"Living in a Cage: The Intimate Geographies of Conservation in South Africa and Tanzania"

Reid-Hresko, John | from Multimedia Library Collection:

Reid-Hresko, John. “Living in a Cage: The Intimate Geographies of Conservation in South Africa and Tanzania.” Conservation & Society 16, no. 3 (2018): 280-90. doi: 10.4103/cs.cs_16_165.

National parks are socially produced conservation spaces that shape the lives, understandings, and behaviours of the men and women who live and work within them. This article draws on 18 months of comparative ethnographic research with men and women who are employed and reside inside in protected areas in northern Tanzania and South Africa’s Kruger National Park.
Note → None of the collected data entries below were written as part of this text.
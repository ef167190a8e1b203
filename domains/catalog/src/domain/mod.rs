//! Domain layer for the Catalog domain

pub mod entities;
pub mod state;
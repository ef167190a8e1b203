//! Repository boundary for the Catalog domain
//!
//! Provides the [`EntityRepository`] contract with two implementations:
//! - [`RemoteEntityRepository`]: REST backend over HTTP
//! - [`MockEntityRepository`]: in-memory backend for development and tests

pub mod client;
pub mod mock;

use atrium_common::{Config, RepositoryError};

use crate::domain::entities::{Entity, EntityPatch, ScopeId};

pub use client::RemoteEntityRepository;
pub use mock::{MockEntityRepository, RecordedCall};

/// Data access contract consumed by list screens.
///
/// Any failure is reported as a [`RepositoryError`]; a call either fully
/// succeeds or has no effect.
#[async_trait::async_trait]
pub trait EntityRepository: Send + Sync {
    /// Load the full collection of a scope
    async fn fetch_collection(&self, scope: &ScopeId) -> Result<Vec<Entity>, RepositoryError>;

    /// Update fields of an entity
    async fn mutate(&self, entity_id: &str, patch: &EntityPatch)
        -> Result<Entity, RepositoryError>;

    /// Delete an entity
    async fn remove(&self, entity_id: &str) -> Result<(), RepositoryError>;

    /// Move an entity to a new status
    async fn change_status(
        &self,
        entity_id: &str,
        new_status: &str,
    ) -> Result<Entity, RepositoryError>;
}

/// Factory for creating EntityRepository implementations.
pub struct RepositoryFactory;

impl RepositoryFactory {
    /// Create an EntityRepository based on configuration.
    pub fn create(config: &Config) -> Result<Box<dyn EntityRepository>, RepositoryError> {
        match config.repository_provider.as_str() {
            "remote" => {
                tracing::info!("Creating remote entity repository");
                let base_url = config.api_base_url.clone().ok_or_else(|| {
                    RepositoryError::InvalidData(
                        "ATRIUM_API_BASE_URL is required for the remote provider".to_string(),
                    )
                })?;
                Ok(Box::new(RemoteEntityRepository::new(
                    base_url,
                    config.api_token.clone(),
                )))
            }
            "mock" => {
                tracing::info!("Creating in-memory entity repository");
                Ok(Box::new(MockEntityRepository::new()))
            }
            other => Err(RepositoryError::InvalidData(format!(
                "Unknown repository provider '{}'",
                other
            ))),
        }
    }
}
Protected area management decisions regarding the migration, isolation, concentration, and living arrangements of employees combine with structural forces of relational material inequality and varied understandings of gender relations to produce geographies of intimacy that shape both perceptions and patterns of sexual and emotive behaviours in powerful, and potentially troublesome, ways among conservation actors. Although the specific configuration of this constellation of forces is context dependent and unique to each location, there are also discernable similarities across national context. Given the human resource intensive nature of conservation, these findings have direct relevance for the future success of national parks in both countries and for conservation more generally. (Text from author’s abstract)

© John Reid-Hresko 2018. Conservation & Society is available online only and is published under a Creative Commons license (CC BY 2.5).